What Is Peercoin?

Peercoin is an alternative cryptocurrency launched in August 2012 that is based on the Bitcoin framework. Like Bitcoin, Litecoin, and Dash, Peercoin stores value, offers complete anonymity, and can be sent over the internet without any central authority (such as a bank).

Peercoin was created by the software developers Sunny King and Scott Nadal. It was the first digital currency to use a combination of proof-of-stake (PoS) and proof-of-work (PoW) consensus algorithms.

Key Takeaways

  • Peercoin is an alternative cryptocurrency launched in August 2012 that is based on the Bitcoin framework.
  • Like Bitcoin, Litecoin, and Dash, Peercoin stores value, offers complete anonymity, and can be sent over the internet without any central authority (such as a bank).
  • Peercoin was the first altcoin to target the issue of Bitcoin's high energy consumption by utilizing a proof-of-stake (PoS) system for verifying the blockchain.

Understanding Peercoin

Peercoin is an altcoin. An altcoin is any cryptocurrency that isn't Bitcoin. Altcoins often present themselves as better alternatives to Bitcoin; Peercoin was the first altcoin to target the issue of Bitcoin's high energy consumption. In addition to energy efficiency, the founders of Peercoin aimed to provide increased security.

Bitcoin's protocol requires miners to solve difficult math problems in order to validate transactions on a blockchain. The first miner to solve a given puzzle gets a reward in the form of a few bitcoins that were created. Solving these puzzles requires a significant amount of computing power and, therefore, consumes a lot of electricity. This is one of the problems that Peercoin tries to solve.

Peercoin tokens are initially mined through the commonly used PoW hashing process. As the hashing difficulty increases over time, users are rewarded with coins via the PoS algorithm. PoS block generation is based on the coins already held by individuals; for example, someone holding 1% of the currency will be rewarded with 1% of all PoS coin blocks. This process is also referred to as "minting."

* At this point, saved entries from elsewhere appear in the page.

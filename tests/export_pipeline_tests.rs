use letterhead_studio::capture::{
    CapturePhase, CapturePipeline, CaptureStep, ExportKind, SETTLE_FRAMES,
};
use letterhead_studio::document::Document;
use letterhead_studio::error::EditorError;
use letterhead_studio::export::pdf_from_bitmap;
use letterhead_studio::render::render_document;
use letterhead_studio::zoom::{Zoom, PAGE_WIDTH_PX};

fn settle(pipeline: &mut CapturePipeline) -> CaptureStep {
    let mut step = pipeline.advance();
    for _ in 0..SETTLE_FRAMES {
        assert_eq!(step, CaptureStep::Wait);
        step = pipeline.advance();
    }
    step
}

#[test]
fn zoom_is_restored_after_a_simulated_capture_failure() {
    for z0 in [0.2_f32, 0.5, 1.0, 1.3, 2.8] {
        let mut zoom = Zoom::new(z0);
        let mut pipeline = CapturePipeline::new();

        assert!(pipeline.begin(ExportKind::Pdf, &mut zoom));
        assert_eq!(zoom.get(), 1.0, "capture must run at zoom 1");

        let _ = settle(&mut pipeline);
        pipeline.begin_finalize();
        let result = pipeline.finish(
            Err(EditorError::Capture("rasterizer exploded".into())),
            &mut zoom,
        );

        assert!(result.is_err());
        assert_eq!(zoom.get(), z0);
        assert!(!pipeline.is_busy());
    }
}

#[test]
fn concurrent_export_requests_run_exactly_one_capture() {
    let mut zoom = Zoom::new(1.4);
    let mut pipeline = CapturePipeline::new();

    assert!(pipeline.begin(ExportKind::Pdf, &mut zoom));
    // Same-turn second request is a no-op.
    assert!(!pipeline.begin(ExportKind::Pdf, &mut zoom));
    assert!(!pipeline.begin(ExportKind::Clipboard, &mut zoom));

    let step = settle(&mut pipeline);
    assert!(matches!(
        step,
        CaptureStep::Rasterize {
            kind: ExportKind::Pdf,
            ..
        }
    ));
    pipeline.begin_finalize();
    pipeline.finish(Ok(()), &mut zoom).expect("capture");

    // After the sequence finishes a new capture may start.
    assert!(pipeline.begin(ExportKind::Clipboard, &mut zoom));
}

#[test]
fn full_pdf_export_sequence_produces_a_parsable_document() {
    let mut doc = Document::new();
    doc.add_text();
    doc.zoom = Zoom::new(0.7);

    let mut pipeline = CapturePipeline::new();
    assert!(pipeline.begin(ExportKind::Pdf, &mut doc.zoom));
    let step = settle(&mut pipeline);
    let CaptureStep::Rasterize { kind, scale } = step else {
        panic!("expected rasterize step, got {step:?}");
    };
    assert_eq!(kind, ExportKind::Pdf);
    assert_eq!(scale, 4.0);

    // Zoom is pinned to 1.0 while the bitmap is taken, so the supersample
    // factor is the only scale in play.
    assert_eq!(doc.zoom.get(), 1.0);
    let bitmap = render_document(&doc, scale);
    assert_eq!(bitmap.width(), (PAGE_WIDTH_PX * 4.0) as u32);

    pipeline.begin_finalize();
    assert_eq!(pipeline.phase(), CapturePhase::Finalizing);
    let outcome = pdf_from_bitmap(&bitmap)
        .map(|bytes| assert!(bytes.starts_with(b"%PDF-")))
        .map_err(|e| EditorError::Capture(e.to_string()));
    pipeline.finish(outcome, &mut doc.zoom).expect("export");

    assert_eq!(doc.zoom.get(), 0.7);
    assert!(!pipeline.is_busy());
}

#[test]
fn clipboard_capture_uses_the_lower_supersample() {
    let mut zoom = Zoom::new(1.0);
    let mut pipeline = CapturePipeline::new();
    pipeline.begin(ExportKind::Clipboard, &mut zoom);
    let step = settle(&mut pipeline);
    assert_eq!(
        step,
        CaptureStep::Rasterize {
            kind: ExportKind::Clipboard,
            scale: 3.0,
        }
    );
    pipeline.begin_finalize();
    pipeline.finish(Ok(()), &mut zoom).expect("capture");
}

#[test]
fn cancelling_before_rasterize_still_restores_zoom() {
    let mut zoom = Zoom::new(2.1);
    let mut pipeline = CapturePipeline::new();
    pipeline.begin(ExportKind::Pdf, &mut zoom);
    assert_eq!(zoom.get(), 1.0);

    pipeline.cancel(&mut zoom);
    assert_eq!(zoom.get(), 2.1);
    assert!(!pipeline.is_busy());
    assert_eq!(pipeline.phase(), CapturePhase::Idle);
}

Block generation through PoS requires minimal energy compared to the process necessary for generating hardware-intensive PoW hashes. As the PoW blocks offer fewer rewards, there is a transition to using the PoS portion of the algorithm (which requires minimal energy for generating blocks). This means that over time, the Peercoin network will consume less energy.

At first, Peercoin was seen as a potential rival to Bitcoin. Peercoin's market capitalization reached $163 million in November of 2013. It reached that same level again approximately four years later, in January 2018. At its 2013 peak, it was the fourth-largest cryptocurrency in terms of market capitalization (behind Bitcoin, Litecoin, and Ripple (XRP)).

Peercoin is no longer on any lists of top coins to watch or invest in. At the beginning of 2021, Peercoin's market capitalization peaked at only $15.8 million. Peercoin does have an active foundation, however, and work continues to be done by the Peercoin community.

How Is Peercoin Different From Bitcoin?

While Peercoin is based on Bitcoin's framework, the two cryptocurrencies can be distinguished by their different approaches to mining. Bitcoin secures its network with a PoW system, while Peercoin is a hybrid cryptocurrency that also utilizes PoS. In fact, Peercoin was the first virtual currency to utilize PoS.

In a PoS system, participants who already own Peercoin are the ones that verify transactions on the network. The more peercoins a user holds, the more important their verification is for the network. Since having more peercoins is an advantage for miners, this system is intended to incentivize users that save their Peercoin (rather than spending it).

Compared to Bitcoin, Peercoin is a more energy-efficient method for securing the blockchain.

Goals of Peercoin

Peercoin's Built-In Inflation

Peercoin's founder, Sunny King, has said in an interview that there is a tradeoff between zero inflation in the value of a cryptocurrency and its security. For example, miners of Bitcoin will not be rewarded with new bitcoins eventually, and their entire revenue will be dependent on fees, decreasing the economic incentive to maintain the network's integrity.

Peercoin's minting system builds inflation into the system so that there is always an economic incentive for minters. According to Sunny King, "the alternative design approach is to acknowledge the minimum inflation rate needed to secure the network but let transaction fees be destroyed to counter inflation. In my opinion, this is a better approach that can provide better and more stable security to the network while conditionally preserving the strong store-of-value properties."